- Relator(a)
- Ministro Marco Aurélio Bellizze
- Órgão julgador
- Quinta Turma
- Data do julgamento
- 12/06/2012
- Data de publicação
- 25/06/2012
STJ – Acórdão, Rel. Ministro Marco Aurélio Bellizze, Quinta Turma, j. 12/06/2012, p. 25/06/2012
RECURSO ORDINÁRIO EM HABEAS CORPUS. TRÁFICO DE ENTORPECENTES. 1. PRISÃO PREVENTIVA. FUNDAMENTAÇÃO IDÔNEA. GRAVIDADE DA CONDUTA. MODUS OPERANDI. NECESSIDADE DA MEDIDA EXTREMA EVIDENCIADA. 2. RECURSO A QUE SE NEGA PROVIMENTO. 1. No julgamento do Habeas Corpus n.º 104.339, o Supremo Tribunal Federal declarou, incidentalmente, a inconstitucionalidade de parte do art. 44 da Lei n.º 11.343/2006, que proibia a concessão de liberdade provisória nos crimes de tráfico de entorpecentes.
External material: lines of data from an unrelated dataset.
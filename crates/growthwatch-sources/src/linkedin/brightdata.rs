//! BrightData LinkedIn posts dataset (synchronous scrape endpoint).

use chrono::NaiveDate;
use futures::future::BoxFuture;
use growthwatch_core::SocialPost;
use reqwest::{Client, StatusCode};
use serde_json::json;

use crate::adapter::SourceAdapter;
use crate::error::SourceError;
use crate::http::{check_status, trim_base_url};
use crate::requests::{CompanyPostsRequest, ProfilePostsRequest};

const BRIGHTDATA_BASE_URL: &str = "https://api.brightdata.com";
const POSTS_DATASET_ID: &str = "gd_lyy3tktm25m4avu764";

#[derive(Debug, Clone, Copy)]
enum DiscoverBy {
    CompanyUrl,
    ProfileUrl,
}

impl DiscoverBy {
    fn as_str(self) -> &'static str {
        match self {
            DiscoverBy::CompanyUrl => "company_url",
            DiscoverBy::ProfileUrl => "profile_url",
        }
    }
}

/// Parse BrightData's NDJSON body into posts.
///
/// Blank lines, lines that are not JSON objects, and objects without a
/// non-empty `post_text` are skipped.
#[must_use]
pub fn parse_ndjson_posts(body: &str) -> Vec<SocialPost> {
    body.lines()
        .map(str::trim)
        .filter(|line| !line.is_empty())
        .filter_map(|line| match serde_json::from_str::<serde_json::Value>(line) {
            Ok(value) => Some(value),
            Err(e) => {
                tracing::debug!(error = %e, "skipping unparseable brightdata line");
                None
            }
        })
        .filter_map(|value| {
            let text = value.get("post_text")?.as_str()?.trim();
            if text.is_empty() {
                return None;
            }
            let timestamp = value
                .get("date_posted")
                .and_then(serde_json::Value::as_str)
                .unwrap_or_default();
            Some(SocialPost {
                text: text.to_owned(),
                timestamp: timestamp.to_owned(),
            })
        })
        .collect()
}

fn window_bound(date: NaiveDate) -> String {
    format!("{}T00:00:00.000Z", date.format("%Y-%m-%d"))
}

#[derive(Clone)]
pub struct BrightDataClient {
    client: Client,
    api_key: String,
    base_url: String,
}

impl BrightDataClient {
    #[must_use]
    pub fn new(client: Client, api_key: &str) -> Self {
        Self {
            client,
            api_key: api_key.to_owned(),
            base_url: BRIGHTDATA_BASE_URL.to_owned(),
        }
    }

    #[must_use]
    pub fn with_base_url(mut self, base_url: &str) -> Self {
        self.base_url = trim_base_url(base_url);
        self
    }

    async fn scrape(
        &self,
        discover_by: DiscoverBy,
        target_url: &str,
        since: NaiveDate,
        until: NaiveDate,
    ) -> Result<Vec<SocialPost>, SourceError> {
        let url = format!("{}/datasets/v3/scrape", self.base_url);
        let body = json!({
            "input": [{
                "url": target_url,
                "start_date": window_bound(since),
                "end_date": window_bound(until),
            }]
        });

        let response = self
            .client
            .post(&url)
            .bearer_auth(&self.api_key)
            .query(&[
                ("dataset_id", POSTS_DATASET_ID),
                ("custom_output_fields", "title,post_text,date_posted"),
                ("notify", "false"),
                ("type", "discover_new"),
                ("discover_by", discover_by.as_str()),
            ])
            .json(&body)
            .send()
            .await?;

        // 202 means the scrape outlived the synchronous window and was queued
        // as a snapshot; this tier only supports the inline result.
        if response.status() == StatusCode::ACCEPTED {
            return Err(SourceError::Api(format!(
                "brightdata queued the scrape for '{target_url}' instead of returning posts"
            )));
        }
        let response = check_status("brightdata", response)?;
        let text = response.text().await?;
        let posts = parse_ndjson_posts(&text);

        tracing::debug!(
            target = %target_url,
            discover_by = discover_by.as_str(),
            count = posts.len(),
            "brightdata scrape complete"
        );
        Ok(posts)
    }
}

impl SourceAdapter<CompanyPostsRequest, Vec<SocialPost>> for BrightDataClient {
    fn tier_id(&self) -> &'static str {
        "brightdata"
    }

    fn method(&self) -> &'static str {
        "brightdata company posts dataset"
    }

    fn fetch<'a>(
        &'a self,
        req: &'a CompanyPostsRequest,
    ) -> BoxFuture<'a, Result<Vec<SocialPost>, SourceError>> {
        Box::pin(async move {
            let company_url = req.company_url().ok_or_else(|| {
                SourceError::NoMatch(format!("no LinkedIn id for '{}'", req.company))
            })?;
            self.scrape(DiscoverBy::CompanyUrl, &company_url, req.since, req.until)
                .await
        })
    }
}

impl SourceAdapter<ProfilePostsRequest, Vec<SocialPost>> for BrightDataClient {
    fn tier_id(&self) -> &'static str {
        "brightdata_profile"
    }

    fn method(&self) -> &'static str {
        "brightdata profile posts dataset"
    }

    fn fetch<'a>(
        &'a self,
        req: &'a ProfilePostsRequest,
    ) -> BoxFuture<'a, Result<Vec<SocialPost>, SourceError>> {
        Box::pin(self.scrape(
            DiscoverBy::ProfileUrl,
            &req.profile.profile_url,
            req.since,
            req.until,
        ))
    }
}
Dessa forma, para a manutenção da prisão cautelar nos mencionados crimes, devem ser observados os parâmetros do art. 312 do Código de Processo Penal, que subordinam a medida excepcional ao fumus comissi delicti e ao periculum libertatis. 2. Na hipótese vertente, a custódia foi mantida considerando-se, além da vedação legal descrita no art. 44 da Lei n.º 11.343/2006, a gravidade concreta do delito, consubstanciado na manutenção em depósito, para fins de comércio, de entorpecente de alta perniciosidade (cocaína), bem como em razão da existência de indícios de que a residência do recorrente era utilizada como "boca de fumo", conjuntura que denota a prática de tráfico em larga escala e torna patente a necessidade de preservação da prisão preventiva para a garantia da ordem pública, nos termos do art. 312 do Código de Processo Penal. 3. Recurso a que se nega provimento. (RHC n. 31.616/MS, relator Ministro Marco Aurélio Bellizze, Quinta Turma, julgado em 12/6/2012, DJe de 25/6/2012.)